Before becoming CEO, Ed Bastian helped steer Delta through some of its darkest days and rise to the recovery that followed. Source: Delta Air Lines

New CEO, Edward H. Bastian, who previously held chief financial officer and controller positions as an 18-year company veteran, brings a much-needed bean counting acumen to a company that emerged from bankruptcy just ten years ago.

Bastian's executive team and 83,000 global employees at Delta are delivering a trailing 12-month operating margin (EBIT or earnings before interest and taxes) at a satisfactory 17.54% of revenue. However, the operating results are showing a recent cash flow margin of a paltry 2.85%, well below our minimum threshold of 10%. At VIMS, we prefer highly profitable, cash-generating companies that provide margins of safety in a literal sense. At present, Delta is not growing cash flow horizontally over time, and its vertical conversion of revenue into retained cash, after dividends and buybacks, is also unimpressive.

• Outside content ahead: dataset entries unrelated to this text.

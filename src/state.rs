use crate::config::AppConfig;
use crate::db::Store;
use crate::middleware::RateLimiter;
use crate::services::ai::AiService;
use crate::services::notifications::NotificationCache;
use crate::web::auth::SharedSecret;
use std::sync::Arc;

#[derive(Clone)]
pub struct AppState {
    pub store: Arc<dyn Store>,
    pub notifications: Arc<NotificationCache>,
    pub ai: Arc<AiService>,
    pub session_key: Vec<u8>,
    pub password: Arc<SharedSecret>,
    pub secure_cookies: bool,
    pub login_limiter: RateLimiter,
}

impl AppState {
    pub fn new(config: &AppConfig, store: Arc<dyn Store>, password: SharedSecret) -> Self {
        Self {
            store,
            notifications: Arc::new(NotificationCache::new()),
            ai: Arc::new(AiService::new(
                config.openai_api_key.clone(),
                config.openai_model.clone(),
            )),
            session_key: config.session_key.clone(),
            password: Arc::new(password),
            secure_cookies: config.production,
            login_limiter: RateLimiter::for_login(),
        }
    }
}

pub type SharedState = Arc<AppState>;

As does Warren Buffett, we place a premium on the return on invested capital (ROIC) or how well a company is allocating its financial resources to generate returns for the business. As value investors on Main Street, we target companies producing 12% or higher in ROIC. Delta's ROIC at the time of this writing was in the end zone at 24.21%.

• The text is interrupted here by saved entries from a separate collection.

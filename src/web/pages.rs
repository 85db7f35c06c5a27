//! Role-gated dashboard routes. Each returns the data its page renders as JSON;
//! guard failures are a `303` to `/login`.

use crate::db::Store;
use crate::domain::models::{
    Employee, EmployeeFilter, EmployeeWithFeedback, FeedbackEntry, FeedbackFilter, ReportEntry,
    ReportFilter, Sentiment, UserRole,
};
use crate::services::notifications::NotificationSnapshot;
use crate::state::SharedState;
use crate::web::auth::logout;
use crate::web::guard::{landing_target, require_role, require_session};
use crate::web::session::{MaybeSession, Session, SessionUser};
use axum::{
    extract::State,
    response::Redirect,
    routing::get,
    Json, Router,
};
use serde::Serialize;
use serde_json::{json, Value};

type PageResult<T> = Result<Json<PageView<T>>, Redirect>;

#[derive(Debug, Serialize)]
#[serde(rename_all = "camelCase")]
pub struct PageView<T: Serialize> {
    pub page: &'static str,
    pub user: SessionUser,
    pub notifications: NotificationSnapshot,
    #[serde(flatten)]
    pub data: T,
}

#[derive(Debug, Default, PartialEq, Serialize)]
#[serde(rename_all = "camelCase")]
pub struct DashboardSummary {
    pub total_employees: usize,
    pub average_satisfaction: f64,
    pub total_feedback: usize,
    pub positive: usize,
    pub neutral: usize,
    pub negative: usize,
}

impl DashboardSummary {
    pub fn compute(employees: &[EmployeeWithFeedback], feedback: &[FeedbackEntry]) -> Self {
        let total_employees = employees.len();
        let average_satisfaction = if total_employees == 0 {
            0.0
        } else {
            let sum: i64 = employees
                .iter()
                .map(|e| i64::from(e.employee.satisfaction_score))
                .sum();
            (sum as f64 / total_employees as f64 * 10.0).round() / 10.0
        };
        let count = |s: Sentiment| feedback.iter().filter(|f| f.feedback.sentiment == s).count();
        Self {
            total_employees,
            average_satisfaction,
            total_feedback: feedback.len(),
            positive: count(Sentiment::Positive),
            neutral: count(Sentiment::Neutral),
            negative: count(Sentiment::Negative),
        }
    }
}

pub fn router(state: SharedState) -> Router {
    Router::new()
        .route("/", get(home))
        .route("/login", get(login_page))
        .route("/logout", get(logout))
        .route("/hr-dashboard", get(hr_dashboard))
        .route("/hr-dashboard/employees", get(hr_employees))
        .route("/hr-dashboard/reports", get(hr_reports))
        .route("/lead-dashboard", get(lead_dashboard))
        .route("/lead-dashboard/feedback", get(lead_feedback))
        .route("/employee-dashboard", get(employee_dashboard))
        .route("/settings", get(settings))
        .with_state(state)
}

async fn home(MaybeSession(session): MaybeSession) -> Redirect {
    Redirect::to(landing_target(session.as_ref()))
}

async fn login_page(MaybeSession(session): MaybeSession) -> Json<Value> {
    Json(json!({ "page": "login", "authenticated": session.is_some() }))
}

// ========== HR ==========

async fn hr_dashboard(
    State(state): State<SharedState>,
    MaybeSession(session): MaybeSession,
) -> PageResult<Value> {
    let session = require_role(session, UserRole::Hr)?;
    let employees = load_employees(state.store.as_ref()).await;
    let feedback = load_feedback(state.store.as_ref(), &FeedbackFilter::default()).await;
    let summary = DashboardSummary::compute(&employees, &feedback);
    let data = json!({ "summary": summary, "employees": employees, "feedback": feedback });
    Ok(view(&state, session, "hr-dashboard", data).await)
}

async fn hr_employees(
    State(state): State<SharedState>,
    MaybeSession(session): MaybeSession,
) -> PageResult<Value> {
    let session = require_role(session, UserRole::Hr)?;
    let employees = load_employees(state.store.as_ref()).await;
    let feedback = load_feedback(state.store.as_ref(), &FeedbackFilter::default()).await;
    let data = json!({ "employees": employees, "feedback": feedback });
    Ok(view(&state, session, "hr-employees", data).await)
}

async fn hr_reports(
    State(state): State<SharedState>,
    MaybeSession(session): MaybeSession,
) -> PageResult<Value> {
    let session = require_role(session, UserRole::Hr)?;
    let reports: Vec<ReportEntry> = state
        .store
        .get_reports(&ReportFilter::default())
        .await
        .unwrap_or_else(|e| {
            tracing::error!("Failed to load reports: {}", e);
            Vec::new()
        });
    let employees = load_employees(state.store.as_ref()).await;
    let data = json!({ "reports": reports, "employees": employees });
    Ok(view(&state, session, "hr-reports", data).await)
}

// ========== Lead ==========

async fn lead_dashboard(
    State(state): State<SharedState>,
    MaybeSession(session): MaybeSession,
) -> PageResult<Value> {
    let session = require_role(session, UserRole::Lead)?;
    let employees = load_employees(state.store.as_ref()).await;
    Ok(view(&state, session, "lead-dashboard", json!({ "employees": employees })).await)
}

async fn lead_feedback(
    State(state): State<SharedState>,
    MaybeSession(session): MaybeSession,
) -> PageResult<Value> {
    let session = require_role(session, UserRole::Lead)?;
    let feedback = load_feedback(state.store.as_ref(), &FeedbackFilter::default()).await;
    Ok(view(&state, session, "lead-feedback", json!({ "feedback": feedback })).await)
}

// ========== Employee ==========

async fn employee_dashboard(
    State(state): State<SharedState>,
    MaybeSession(session): MaybeSession,
) -> PageResult<Value> {
    let session = require_role(session, UserRole::Employee)?;
    let employee = resolve_employee(state.store.as_ref(), &session).await;
    let my_feedback = match &employee {
        Some(e) => {
            let filter = FeedbackFilter {
                employee_id: Some(e.id),
                ..Default::default()
            };
            load_feedback(state.store.as_ref(), &filter).await
        }
        None => Vec::new(),
    };
    let data = json!({
        "employeeId": employee.as_ref().map(|e| e.id),
        "employee": employee,
        "myFeedback": my_feedback,
    });
    Ok(view(&state, session, "employee-dashboard", data).await)
}

async fn settings(
    State(state): State<SharedState>,
    MaybeSession(session): MaybeSession,
) -> PageResult<Value> {
    let session = require_session(session)?;
    Ok(view(&state, session, "settings", json!({})).await)
}

// ========== Helpers ==========

async fn view<T: Serialize>(
    state: &SharedState,
    session: Session,
    page: &'static str,
    data: T,
) -> Json<PageView<T>> {
    let notifications = state
        .notifications
        .get(state.store.as_ref(), session.user.id)
        .await
        .unwrap_or_else(|e| {
            tracing::warn!("Failed to load notifications for {}: {}", session.user.id, e);
            NotificationSnapshot::default()
        });
    Json(PageView {
        page,
        user: session.user,
        notifications,
        data,
    })
}

async fn load_employees(store: &dyn Store) -> Vec<EmployeeWithFeedback> {
    store
        .get_employees(&EmployeeFilter::default())
        .await
        .unwrap_or_else(|e| {
            tracing::error!("Failed to load employees: {}", e);
            Vec::new()
        })
}

async fn load_feedback(store: &dyn Store, filter: &FeedbackFilter) -> Vec<FeedbackEntry> {
    store.get_feedback(filter).await.unwrap_or_else(|e| {
        tracing::error!("Failed to load feedback: {}", e);
        Vec::new()
    })
}

/// Linked employee record, falling back to an email match for unlinked accounts.
pub(crate) async fn resolve_employee(store: &dyn Store, session: &Session) -> Option<Employee> {
    let linked = match store.get_user_by_id(session.user.id).await {
        Ok(user) => user.and_then(|u| u.employee_id),
        Err(e) => {
            tracing::warn!("Failed to load user {}: {}", session.user.id, e);
            None
        }
    };
    if let Some(id) = linked {
        if let Ok(Some(employee)) = store.get_employee(id).await {
            return Some(employee);
        }
    }

    let filter = EmployeeFilter {
        department: None,
        search: Some(session.user.email.clone()),
    };
    store
        .get_employees(&filter)
        .await
        .ok()?
        .into_iter()
        .map(|e| e.employee)
        .find(|e| e.email == session.user.email)
}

Stock buyback manipulation notwithstanding, another excellent measure of management effectiveness is the return on equity (ROE) or how well the company generates net income as a percentage of total equity in the stock. Since we look for a minimum of 15%, we view Delta's most recent ROE of 41.67% as net positive.

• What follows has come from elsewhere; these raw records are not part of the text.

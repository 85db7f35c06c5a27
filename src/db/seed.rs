use super::Store;
use crate::domain::models::{
    Employee, NewActivityLog, NewEmployee, NewFeedback, NewNotification, NewReport, NewUser,
    NotificationType, Sentiment, User, UserRole,
};
use anyhow::{Context, Result};
use serde_json::json;

pub const HR_EMAIL: &str = "hr@pulsecheck.dev";
pub const LEAD_EMAIL: &str = "lead@pulsecheck.dev";

struct SeedEmployee<'a> {
    name: &'a str,
    email: &'a str,
    department: &'a str,
    position: &'a str,
    score: i32,
}

const EMPLOYEES: [SeedEmployee<'static>; 5] = [
    SeedEmployee {
        name: "John Doe",
        email: "john.doe@company.com",
        department: "Engineering",
        position: "Senior Developer",
        score: 85,
    },
    SeedEmployee {
        name: "Jane Smith",
        email: "jane.smith@company.com",
        department: "Marketing",
        position: "Marketing Manager",
        score: 92,
    },
    SeedEmployee {
        name: "Bob Johnson",
        email: "bob.johnson@company.com",
        department: "Sales",
        position: "Sales Representative",
        score: 78,
    },
    SeedEmployee {
        name: "Alice Williams",
        email: "alice.williams@company.com",
        department: "Engineering",
        position: "Frontend Developer",
        score: 88,
    },
    SeedEmployee {
        name: "Charlie Brown",
        email: "charlie.brown@company.com",
        department: "Design",
        position: "UX Designer",
        score: 90,
    },
];

enum Author {
    Hr,
    Lead,
}

struct SeedFeedback<'a> {
    text: &'a str,
    sentiment: Sentiment,
    category: &'a str,
    employee: usize,
    author: Author,
}

const FEEDBACK: [SeedFeedback<'static>; 8] = [
    SeedFeedback {
        text: "Great team collaboration and supportive environment. Everyone is willing to help each other out.",
        sentiment: Sentiment::Positive,
        category: "Team Culture",
        employee: 0,
        author: Author::Lead,
    },
    SeedFeedback {
        text: "Would like more opportunities for professional development and training programs.",
        sentiment: Sentiment::Neutral,
        category: "Career Growth",
        employee: 1,
        author: Author::Lead,
    },
    SeedFeedback {
        text: "Excellent work-life balance and flexible hours. Very satisfied with remote work options.",
        sentiment: Sentiment::Positive,
        category: "Work-Life Balance",
        employee: 3,
        author: Author::Lead,
    },
    SeedFeedback {
        text: "The new project management tools are not very intuitive. Need better documentation.",
        sentiment: Sentiment::Negative,
        category: "Tools & Resources",
        employee: 2,
        author: Author::Lead,
    },
    SeedFeedback {
        text: "Really enjoying the creative freedom in design work. Great to see our ideas being implemented.",
        sentiment: Sentiment::Positive,
        category: "Work Environment",
        employee: 4,
        author: Author::Lead,
    },
    SeedFeedback {
        text: "Communication between departments could be improved. Sometimes unclear about project priorities.",
        sentiment: Sentiment::Neutral,
        category: "Communication",
        employee: 0,
        author: Author::Hr,
    },
    SeedFeedback {
        text: "The quarterly reviews are very helpful. Good feedback and clear goals.",
        sentiment: Sentiment::Positive,
        category: "Performance Reviews",
        employee: 1,
        author: Author::Hr,
    },
    SeedFeedback {
        text: "Office facilities are great but could use more meeting rooms during peak hours.",
        sentiment: Sentiment::Neutral,
        category: "Facilities",
        employee: 3,
        author: Author::Hr,
    },
];

/// Loads the demo dataset. Does nothing when the HR account already exists.
pub async fn seed_all(store: &dyn Store) -> Result<()> {
    if store.get_user_by_email(HR_EMAIL).await?.is_some() {
        tracing::info!("Demo data already present, skipping seed");
        return Ok(());
    }

    let hr = account(store, HR_EMAIL, "HR Manager", UserRole::Hr).await?;
    let lead = account(store, LEAD_EMAIL, "Team Lead", UserRole::Lead).await?;
    let employees = seed_employees(store).await?;

    for entry in FEEDBACK.iter() {
        let author = match entry.author {
            Author::Hr => &hr,
            Author::Lead => &lead,
        };
        store
            .create_feedback(NewFeedback {
                feedback: entry.text.to_string(),
                sentiment: entry.sentiment,
                category: entry.category.to_string(),
                employee_id: employees[entry.employee].id,
                author_id: author.id,
            })
            .await
            .with_context(|| format!("seeding feedback for {}", employees[entry.employee].name))?;
    }

    store
        .create_activity_log(NewActivityLog {
            action: "login".into(),
            description: "logged into the system".into(),
            user_id: hr.id,
            user_name: hr.name.clone(),
            metadata: None,
        })
        .await?;
    store
        .create_activity_log(NewActivityLog {
            action: "create".into(),
            description: "added a new employee".into(),
            user_id: hr.id,
            user_name: hr.name.clone(),
            metadata: Some(json!({ "employeeId": employees[0].id })),
        })
        .await?;

    store
        .create_notification(NewNotification {
            title: "Welcome to PulseCheck".into(),
            message: "Your account has been set up successfully.".into(),
            kind: NotificationType::Info,
            user_id: hr.id,
            action_url: None,
        })
        .await?;
    store
        .create_notification(NewNotification {
            title: "New Feedback Submitted".into(),
            message: "Team Lead has submitted feedback for John Doe.".into(),
            kind: NotificationType::Success,
            user_id: hr.id,
            action_url: Some("/hr-dashboard".into()),
        })
        .await?;

    store
        .create_report(NewReport {
            title: "Monthly Satisfaction Report - November 2025".into(),
            kind: "Satisfaction".into(),
            data: json!({
                "averageScore": 86.6,
                "totalEmployees": 5,
                "byDepartment": {
                    "Engineering": 86.5,
                    "Marketing": 92,
                    "Sales": 78,
                    "Design": 90
                }
            }),
            created_by_id: hr.id,
        })
        .await?;

    tracing::info!(
        "Seeded demo data: {} employees, {} feedback entries",
        employees.len(),
        FEEDBACK.len()
    );
    Ok(())
}

async fn account(store: &dyn Store, email: &str, name: &str, role: UserRole) -> Result<User> {
    store
        .get_or_create_user(NewUser {
            email: email.to_string(),
            name: name.to_string(),
            role,
        })
        .await
        .with_context(|| format!("seeding account {email}"))
}

async fn seed_employees(store: &dyn Store) -> Result<Vec<Employee>> {
    let mut created = Vec::with_capacity(EMPLOYEES.len());
    for seed in EMPLOYEES.iter() {
        let employee = store
            .create_employee(NewEmployee {
                name: seed.name.to_string(),
                email: seed.email.to_string(),
                department: seed.department.to_string(),
                position: seed.position.to_string(),
                satisfaction_score: Some(seed.score),
                join_date: None,
            })
            .await
            .with_context(|| format!("seeding employee {}", seed.email))?;
        account(store, seed.email, seed.name, UserRole::Employee).await?;
        created.push(employee);
    }
    Ok(created)
}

In a capital-intensive operation, we also want to take a peek at return on assets (ROA), i.e., management's ability to use the company assets to generate earnings. As of this writing, Delta was leveraging assets at an acceptable 9.00%.

DAL Return on Assets Chart

Delta Air Lines is a major global airline generating $40 billion in worldwide sales and netting operating margins and earnings per share that are driving newly found dividend growth. As an air carrier, Delta is forever at the mercy of capital-intensive aircraft turnover and revenue-eating labor, maintenance, and fuel costs. But management seems to be breaking the long-held tenet that you can become a millionaire by launching an airline as a billionaire. Is the stock worth initiating or accumulating for the main street buy and hold investor, or is it a stealth value trap? Let's explore by taking a look at DAL's valuation details.

Valuations are Flying Low

Courtesy of Skeeze/Pixabay

Determining the attractiveness of a stock's price based on valuation metrics relative to a company's fundamentals is a primary tenet of the main street value investor's search for stock investing nirvana, or alpha.

As of this writing, DAL appears an inexpensive stock of a fundamentally sound company, at least in the context of an airline. Current valuation indicators are arguably in the buy or accumulate range depending on an investor's metric of choice.

DAL was recently trading at just 3.38 times enterprise value to operating margin (EV/EBITDA). In general, 12 times or lower would reflect a reasonable stock price. EV/EBITDA is a useful indicator of whether the market has overbought a stock, or has oversold it as appears to be the present case for Delta.

DAL's price to sales ratio was 0.93 times as of this writing; meaningful to the 2.00 or lower that we interpret as a good value when measuring a stock's price relative to its revenue stream. In direct comparison, the airline industry had a similar P/S of 0.98 versus the S&P 500's 1.98. Such an attractive valuation metric may explain the recent foray into the airline sector by Warren Buffett's Berkshire Hathaway (NYSE:BRK.A) (NYSE:BRK.B) with reported stakes in Delta, United Continental Holdings (NYSE:UAL), American Airlines (NASDAQ:AAL), and Southwest Airlines (NYSE:LUV).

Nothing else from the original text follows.